■ **EXERCISE DESCRIPTION**:
Report every line from the material that contains the word "reqwest".

■ **DATA SHOWN**:
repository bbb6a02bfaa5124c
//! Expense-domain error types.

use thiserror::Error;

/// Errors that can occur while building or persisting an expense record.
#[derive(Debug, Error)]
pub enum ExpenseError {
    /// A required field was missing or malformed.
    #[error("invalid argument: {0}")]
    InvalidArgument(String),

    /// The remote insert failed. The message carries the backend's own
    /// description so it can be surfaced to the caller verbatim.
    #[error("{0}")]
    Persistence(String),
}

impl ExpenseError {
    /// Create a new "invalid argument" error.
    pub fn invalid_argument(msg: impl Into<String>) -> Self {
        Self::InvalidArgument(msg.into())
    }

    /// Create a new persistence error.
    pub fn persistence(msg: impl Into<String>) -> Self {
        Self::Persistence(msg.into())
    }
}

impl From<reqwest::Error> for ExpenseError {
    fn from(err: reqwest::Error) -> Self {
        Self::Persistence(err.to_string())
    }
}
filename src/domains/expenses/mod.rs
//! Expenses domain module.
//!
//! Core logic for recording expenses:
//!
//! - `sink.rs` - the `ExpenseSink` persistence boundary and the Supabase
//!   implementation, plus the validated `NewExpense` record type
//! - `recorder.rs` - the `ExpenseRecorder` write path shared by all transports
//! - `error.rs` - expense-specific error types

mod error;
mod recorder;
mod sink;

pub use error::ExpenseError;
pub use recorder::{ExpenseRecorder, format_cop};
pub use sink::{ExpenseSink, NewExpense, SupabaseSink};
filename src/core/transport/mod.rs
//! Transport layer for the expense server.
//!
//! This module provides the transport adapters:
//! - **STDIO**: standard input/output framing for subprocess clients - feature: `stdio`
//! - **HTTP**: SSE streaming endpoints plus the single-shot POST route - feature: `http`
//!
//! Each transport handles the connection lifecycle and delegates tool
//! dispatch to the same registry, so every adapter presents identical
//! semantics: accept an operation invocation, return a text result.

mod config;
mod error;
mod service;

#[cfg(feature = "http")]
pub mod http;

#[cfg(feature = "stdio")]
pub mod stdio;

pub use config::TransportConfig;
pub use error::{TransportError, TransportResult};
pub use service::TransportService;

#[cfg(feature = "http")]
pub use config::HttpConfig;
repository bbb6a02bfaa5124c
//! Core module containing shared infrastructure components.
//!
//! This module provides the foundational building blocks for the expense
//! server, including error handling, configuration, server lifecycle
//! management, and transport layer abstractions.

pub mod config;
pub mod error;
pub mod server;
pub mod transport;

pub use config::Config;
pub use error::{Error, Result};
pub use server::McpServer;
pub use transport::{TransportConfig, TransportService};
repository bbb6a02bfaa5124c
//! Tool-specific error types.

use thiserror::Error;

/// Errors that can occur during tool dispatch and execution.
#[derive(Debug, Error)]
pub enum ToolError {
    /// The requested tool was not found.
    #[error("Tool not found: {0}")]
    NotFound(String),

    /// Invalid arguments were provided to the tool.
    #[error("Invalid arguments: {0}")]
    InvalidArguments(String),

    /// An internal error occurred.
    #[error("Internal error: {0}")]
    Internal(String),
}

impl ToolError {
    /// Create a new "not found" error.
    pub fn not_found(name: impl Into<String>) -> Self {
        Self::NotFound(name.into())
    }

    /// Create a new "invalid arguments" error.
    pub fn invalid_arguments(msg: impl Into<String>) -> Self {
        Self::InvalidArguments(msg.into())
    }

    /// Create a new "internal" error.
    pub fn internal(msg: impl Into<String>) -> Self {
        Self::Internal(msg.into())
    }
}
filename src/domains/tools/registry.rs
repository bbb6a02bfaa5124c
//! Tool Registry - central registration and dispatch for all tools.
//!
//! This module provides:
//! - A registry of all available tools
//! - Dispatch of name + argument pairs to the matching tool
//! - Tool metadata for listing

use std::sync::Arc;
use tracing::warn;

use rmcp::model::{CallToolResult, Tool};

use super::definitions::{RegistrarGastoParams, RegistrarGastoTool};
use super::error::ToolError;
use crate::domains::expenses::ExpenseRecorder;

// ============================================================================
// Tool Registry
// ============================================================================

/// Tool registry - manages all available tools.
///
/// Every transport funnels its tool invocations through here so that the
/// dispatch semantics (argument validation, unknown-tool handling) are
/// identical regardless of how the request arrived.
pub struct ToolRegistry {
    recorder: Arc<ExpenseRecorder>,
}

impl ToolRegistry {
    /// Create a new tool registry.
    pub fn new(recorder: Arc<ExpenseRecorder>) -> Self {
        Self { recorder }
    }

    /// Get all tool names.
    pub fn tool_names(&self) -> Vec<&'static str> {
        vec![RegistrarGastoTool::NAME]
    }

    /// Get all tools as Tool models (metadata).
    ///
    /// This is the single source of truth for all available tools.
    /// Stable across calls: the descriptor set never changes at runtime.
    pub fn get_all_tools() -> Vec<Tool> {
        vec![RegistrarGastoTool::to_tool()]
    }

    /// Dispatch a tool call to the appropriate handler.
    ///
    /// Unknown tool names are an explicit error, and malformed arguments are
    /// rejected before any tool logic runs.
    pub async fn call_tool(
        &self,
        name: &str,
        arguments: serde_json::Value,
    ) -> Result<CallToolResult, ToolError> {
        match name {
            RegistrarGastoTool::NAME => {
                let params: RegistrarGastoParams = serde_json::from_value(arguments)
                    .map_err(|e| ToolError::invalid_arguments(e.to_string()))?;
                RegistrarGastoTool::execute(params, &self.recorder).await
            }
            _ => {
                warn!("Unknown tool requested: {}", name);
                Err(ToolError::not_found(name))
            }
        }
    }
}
...
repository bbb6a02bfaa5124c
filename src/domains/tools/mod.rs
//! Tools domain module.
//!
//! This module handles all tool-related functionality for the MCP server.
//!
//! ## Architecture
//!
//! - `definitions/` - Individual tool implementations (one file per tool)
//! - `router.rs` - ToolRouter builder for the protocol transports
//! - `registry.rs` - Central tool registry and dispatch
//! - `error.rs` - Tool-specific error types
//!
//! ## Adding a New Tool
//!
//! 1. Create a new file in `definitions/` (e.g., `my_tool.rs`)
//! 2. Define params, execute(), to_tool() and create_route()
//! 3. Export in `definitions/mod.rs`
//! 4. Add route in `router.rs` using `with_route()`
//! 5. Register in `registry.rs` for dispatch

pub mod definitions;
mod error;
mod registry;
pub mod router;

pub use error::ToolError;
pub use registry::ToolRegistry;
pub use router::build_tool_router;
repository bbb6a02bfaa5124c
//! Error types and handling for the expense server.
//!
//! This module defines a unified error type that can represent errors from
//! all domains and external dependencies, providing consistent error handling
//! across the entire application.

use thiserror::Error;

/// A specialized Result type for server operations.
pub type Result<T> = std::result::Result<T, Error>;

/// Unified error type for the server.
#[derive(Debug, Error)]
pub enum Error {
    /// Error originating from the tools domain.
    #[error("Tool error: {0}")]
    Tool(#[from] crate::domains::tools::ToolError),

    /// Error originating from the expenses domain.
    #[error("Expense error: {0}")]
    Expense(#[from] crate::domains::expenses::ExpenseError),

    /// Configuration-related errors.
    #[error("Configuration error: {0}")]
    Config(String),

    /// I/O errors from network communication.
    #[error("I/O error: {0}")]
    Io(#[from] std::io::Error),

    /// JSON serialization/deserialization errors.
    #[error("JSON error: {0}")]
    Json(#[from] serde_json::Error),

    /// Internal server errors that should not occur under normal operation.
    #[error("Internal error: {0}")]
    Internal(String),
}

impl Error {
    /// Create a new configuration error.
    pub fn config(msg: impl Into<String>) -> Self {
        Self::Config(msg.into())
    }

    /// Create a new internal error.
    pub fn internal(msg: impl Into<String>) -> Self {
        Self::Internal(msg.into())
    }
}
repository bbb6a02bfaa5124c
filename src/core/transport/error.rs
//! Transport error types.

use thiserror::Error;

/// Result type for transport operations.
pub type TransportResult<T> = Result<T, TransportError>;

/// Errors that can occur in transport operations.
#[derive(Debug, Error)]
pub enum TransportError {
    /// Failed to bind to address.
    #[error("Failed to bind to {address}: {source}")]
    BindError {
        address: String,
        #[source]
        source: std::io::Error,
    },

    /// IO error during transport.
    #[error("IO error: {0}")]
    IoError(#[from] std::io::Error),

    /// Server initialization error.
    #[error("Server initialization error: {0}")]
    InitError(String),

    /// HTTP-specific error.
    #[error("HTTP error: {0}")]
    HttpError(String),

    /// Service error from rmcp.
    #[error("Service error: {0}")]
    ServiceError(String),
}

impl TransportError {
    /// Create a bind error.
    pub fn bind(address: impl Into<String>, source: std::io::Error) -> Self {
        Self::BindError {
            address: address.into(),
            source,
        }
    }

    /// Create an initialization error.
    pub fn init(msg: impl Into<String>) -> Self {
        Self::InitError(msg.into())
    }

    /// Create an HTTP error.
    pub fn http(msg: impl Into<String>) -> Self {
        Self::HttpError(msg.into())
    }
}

■ **WRITTEN RESPONSE**:
impl From<reqwest::Error> for ExpenseError {
    fn from(err: reqwest::Error) -> Self {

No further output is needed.